Turns out that yesterday is also Bastille Day — the day France celebrates its liberation. So I’m thinkin’ to myself how friggin’ awesome it is that the most important day on the French calendar aligns with the most important day for America. Yeah, yeah … I know some of you think Christmas or the 4th or Fat Tuesday are way more important. That’s ok. Everybody is entitled to an opinion. However … you either love hot dogs, or you’re wrong, my friend. Anyway, if it wasn’t France — let’s say Tonga or Rwanda or Cameroon or somethin’ — it wouldn’t raise even one hair in one of my eyebrows. But France? France is some kinda food Mecca. 1) Croissants come from there … 2) everything they cook is slathered in butter … mmmmmm … and 3) the all-time slam dunks of slam dunks; French fries. Now THAT’S a country that knows food.

So we’ve got these two simultaneous celebrations — one about a food nation and another about a nation’s food. It was like some freaky Julia Childish karma kinda thing; an anointing of the hot dog (le hot dog in French) as one of the finest of all chef’s creations, deserving of Michelin stars or linen table cloths or somethin’. By the way, I still don’t understand what the hell tires have to do with food.

And then everything went to total shit.

Some twisted M-F-ing radical Islamic ass-wipe with an 18 wheeler does his sick, murdering Road Warrior thing through one of the main streets in Nice, France during their Bastille Day celebration, killing almost 100 people and injuring Lord knows how many more. This sick F-bucket went on for more than a mile, weaving in and out to try and mow down as many people as possible. Women, children, everybody. To say the least, I lost my friggin’ appetite and, quite frankly, I don’t think I’m ever gonna celebrate National Hot Dog Day again. At least not in the usual way.

What I’d really, really like to do now is make every chicken-shit psycho terrorist a-hole in the world, put on an orange suit, get down on his knees and eat what I call a jumbo DAESH dog. That would be about 6 ounces of C4 shaped like a brat, covered in poopy-flavored relish, metal shavings for onions, and a nice mustard-gas mustard, all packed into a burnt-to-a-crisp bun so it’s black as their friggin’ hearts, and their stupid friggin’ flag. Now that’s what I’d call a National Hot Dog Day, my friend. KA-FRIGGIN-BOOM!

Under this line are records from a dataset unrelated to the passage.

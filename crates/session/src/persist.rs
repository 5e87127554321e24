// SPDX-License-Identifier: BUSL-1.1
// Copyright (c) 2026 Alfred Jean LLC

//! Durable session storage: versioned JSON blobs with atomic writes.
//!
//! Two files live in the state directory:
//!
//! - `session.json` holds the access token, user profile and verification
//!   flags under an explicit schema version.
//! - `tokens.json` is the cookie-equivalent jar holding the access and
//!   refresh tokens. The refresh token is only ever written here.

use std::io::ErrorKind;
use std::path::{Path, PathBuf};

use parking_lot::Mutex;
use serde::{Deserialize, Serialize};
use tracing::{debug, info};

use crate::store::UserProfile;

/// Current `session.json` schema version.
pub const SCHEMA_VERSION: u32 = 2;

const SESSION_FILE: &str = "session.json";
const TOKENS_FILE: &str = "tokens.json";

/// Persisted session blob (schema v2).
#[derive(Debug, Clone, PartialEq, Serialize, Deserialize)]
pub struct PersistedSession {
    pub version: u32,
    #[serde(default, skip_serializing_if = "Option::is_none")]
    pub token: Option<String>,
    #[serde(default, skip_serializing_if = "Option::is_none")]
    pub user: Option<UserProfile>,
    #[serde(default)]
    pub otp_verified: bool,
    #[serde(default, skip_serializing_if = "Option::is_none")]
    pub role: Option<String>,
}

impl Default for PersistedSession {
    fn default() -> Self {
        Self { version: SCHEMA_VERSION, token: None, user: None, otp_verified: false, role: None }
    }
}

/// Schema v1: the unversioned camelCase blob written by the web client.
#[derive(Debug, Deserialize)]
#[serde(rename_all = "camelCase")]
struct LegacySession {
    #[serde(default)]
    token: Option<String>,
    #[serde(default)]
    user: Option<UserProfile>,
    #[serde(default)]
    otp_verified: bool,
    #[serde(default)]
    role: Option<String>,
}

impl From<LegacySession> for PersistedSession {
    fn from(old: LegacySession) -> Self {
        Self {
            version: SCHEMA_VERSION,
            token: old.token,
            user: old.user,
            otp_verified: old.otp_verified,
            role: old.role,
        }
    }
}

/// Result of reading a session blob of any known version.
#[derive(Debug, Clone, PartialEq)]
pub enum Migration {
    /// Already at [`SCHEMA_VERSION`].
    Current(PersistedSession),
    /// Read from an older schema; should be rewritten.
    Upgraded { from: u32, session: PersistedSession },
}

impl Migration {
    pub fn into_session(self) -> PersistedSession {
        match self {
            Self::Current(s) | Self::Upgraded { session: s, .. } => s,
        }
    }
}

/// Bring a raw session blob up to the current schema.
///
/// A blob without a `version` field is schema v1. Versions newer than
/// [`SCHEMA_VERSION`] are rejected rather than guessed at.
pub fn migrate(raw: serde_json::Value) -> anyhow::Result<Migration> {
    let version = match raw.get("version") {
        None => 1,
        Some(v) => v
            .as_u64()
            .and_then(|v| u32::try_from(v).ok())
            .ok_or_else(|| anyhow::anyhow!("invalid session schema version: {v}"))?,
    };

    match version {
        1 => {
            let legacy: LegacySession = serde_json::from_value(raw)?;
            Ok(Migration::Upgraded { from: 1, session: legacy.into() })
        }
        SCHEMA_VERSION => Ok(Migration::Current(serde_json::from_value(raw)?)),
        v if v > SCHEMA_VERSION => {
            anyhow::bail!("session schema version {v} is newer than supported {SCHEMA_VERSION}")
        }
        v => anyhow::bail!("unknown session schema version: {v}"),
    }
}

/// Cookie-equivalent token jar.
#[derive(Debug, Clone, Default, PartialEq, Eq, Serialize, Deserialize)]
pub struct TokenJar {
    #[serde(default, skip_serializing_if = "Option::is_none")]
    pub access_token: Option<String>,
    #[serde(default, skip_serializing_if = "Option::is_none")]
    pub refresh_token: Option<String>,
}

impl TokenJar {
    pub fn is_empty(&self) -> bool {
        self.access_token.is_none() && self.refresh_token.is_none()
    }
}

/// Durable backing for the credential store.
///
/// Implementations must make `clear` take effect before returning, so a
/// restart right after a logout never resurrects the old session.
pub trait SessionStorage: Send + Sync {
    fn load_session(&self) -> anyhow::Result<Option<PersistedSession>>;
    fn save_session(&self, session: &PersistedSession) -> anyhow::Result<()>;
    fn load_tokens(&self) -> anyhow::Result<TokenJar>;
    fn save_tokens(&self, jar: &TokenJar) -> anyhow::Result<()>;
    fn clear(&self) -> anyhow::Result<()>;
}

/// File-backed storage rooted at a state directory.
pub struct FileStorage {
    dir: PathBuf,
}

impl FileStorage {
    pub fn new(dir: impl Into<PathBuf>) -> Self {
        Self { dir: dir.into() }
    }

    pub fn dir(&self) -> &Path {
        &self.dir
    }

    fn session_path(&self) -> PathBuf {
        self.dir.join(SESSION_FILE)
    }

    fn tokens_path(&self) -> PathBuf {
        self.dir.join(TOKENS_FILE)
    }
}

impl SessionStorage for FileStorage {
    fn load_session(&self) -> anyhow::Result<Option<PersistedSession>> {
        let path = self.session_path();
        let Some(contents) = read_optional(&path)? else {
            return Ok(None);
        };
        let raw: serde_json::Value = serde_json::from_str(&contents)?;
        match migrate(raw)? {
            Migration::Current(session) => Ok(Some(session)),
            Migration::Upgraded { from, session } => {
                save_json(&path, &session)?;
                info!(path = %path.display(), from, to = SCHEMA_VERSION, "migrated session file");
                Ok(Some(session))
            }
        }
    }

    fn save_session(&self, session: &PersistedSession) -> anyhow::Result<()> {
        save_json(&self.session_path(), session)
    }

    fn load_tokens(&self) -> anyhow::Result<TokenJar> {
        match read_optional(&self.tokens_path())? {
            Some(contents) => Ok(serde_json::from_str(&contents)?),
            None => Ok(TokenJar::default()),
        }
    }

    fn save_tokens(&self, jar: &TokenJar) -> anyhow::Result<()> {
        save_json(&self.tokens_path(), jar)
    }

    fn clear(&self) -> anyhow::Result<()> {
        for path in [self.session_path(), self.tokens_path()] {
            match std::fs::remove_file(&path) {
                Ok(()) => debug!(path = %path.display(), "removed"),
                Err(e) if e.kind() == ErrorKind::NotFound => {}
                Err(e) => return Err(e.into()),
            }
        }
        Ok(())
    }
}

/// In-memory storage for tests and ephemeral sessions.
#[derive(Default)]
pub struct MemoryStorage {
    inner: Mutex<(Option<PersistedSession>, TokenJar)>,
}

impl MemoryStorage {
    pub fn new() -> Self {
        Self::default()
    }

    /// Pre-populate as if a previous process had written these values.
    pub fn with_contents(session: Option<PersistedSession>, jar: TokenJar) -> Self {
        Self { inner: Mutex::new((session, jar)) }
    }

    pub fn snapshot(&self) -> (Option<PersistedSession>, TokenJar) {
        self.inner.lock().clone()
    }
}

impl SessionStorage for MemoryStorage {
    fn load_session(&self) -> anyhow::Result<Option<PersistedSession>> {
        Ok(self.inner.lock().0.clone())
    }

    fn save_session(&self, session: &PersistedSession) -> anyhow::Result<()> {
        self.inner.lock().0 = Some(session.clone());
        Ok(())
    }

    fn load_tokens(&self) -> anyhow::Result<TokenJar> {
        Ok(self.inner.lock().1.clone())
    }

    fn save_tokens(&self, jar: &TokenJar) -> anyhow::Result<()> {
        self.inner.lock().1 = jar.clone();
        Ok(())
    }

    fn clear(&self) -> anyhow::Result<()> {
        *self.inner.lock() = (None, TokenJar::default());
        Ok(())
    }
}

fn read_optional(path: &Path) -> anyhow::Result<Option<String>> {
    match std::fs::read_to_string(path) {
        Ok(s) => Ok(Some(s)),
        Err(e) if e.kind() == ErrorKind::NotFound => Ok(None),
        Err(e) => Err(e.into()),
    }
}

/// Write JSON atomically (unique tmp file + rename), owner-only on unix.
///
/// The tmp name carries PID and a counter so concurrent saves of the same
/// file never share a tmp path.
fn save_json<T: Serialize>(path: &Path, value: &T) -> anyhow::Result<()> {
    use std::sync::atomic::{AtomicU32, Ordering};
    static COUNTER: AtomicU32 = AtomicU32::new(0);

    if let Some(parent) = path.parent() {
        std::fs::create_dir_all(parent)?;
    }
    let json = serde_json::to_string_pretty(value)?;
    let seq = COUNTER.fetch_add(1, Ordering::Relaxed);
    let tmp_name = format!(
        "{}.{}.{}.tmp",
        path.file_name().unwrap_or_default().to_string_lossy(),
        std::process::id(),
        seq,
    );
    let tmp_path = path.with_file_name(tmp_name);
    std::fs::write(&tmp_path, json)?;
    #[cfg(unix)]
    {
        use std::os::unix::fs::PermissionsExt;
        std::fs::set_permissions(&tmp_path, std::fs::Permissions::from_mode(0o600))?;
    }
    std::fs::rename(&tmp_path, path)?;
    Ok(())
}

#[cfg(test)]
#[path = "persist_tests.rs"]
mod tests;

My heart goes out to the people of France. My stomach, too. It’s much bigger. Like everyone else in America (except for the few that are here lurking in the shadows plannin’ similar fun and games for us) I’m saddened by this tragedy and the pain it brings. I wish we could unleash the full force of a Chicago weekend on Syria and Iraq and everywhere else these guys are plotting their assholian carnage, cuz that would pretty much put an end to it. Would be a helluva lot better than doing to ourselves, too.

Joe

PS. Sorry about all my French. Seemed appropriate.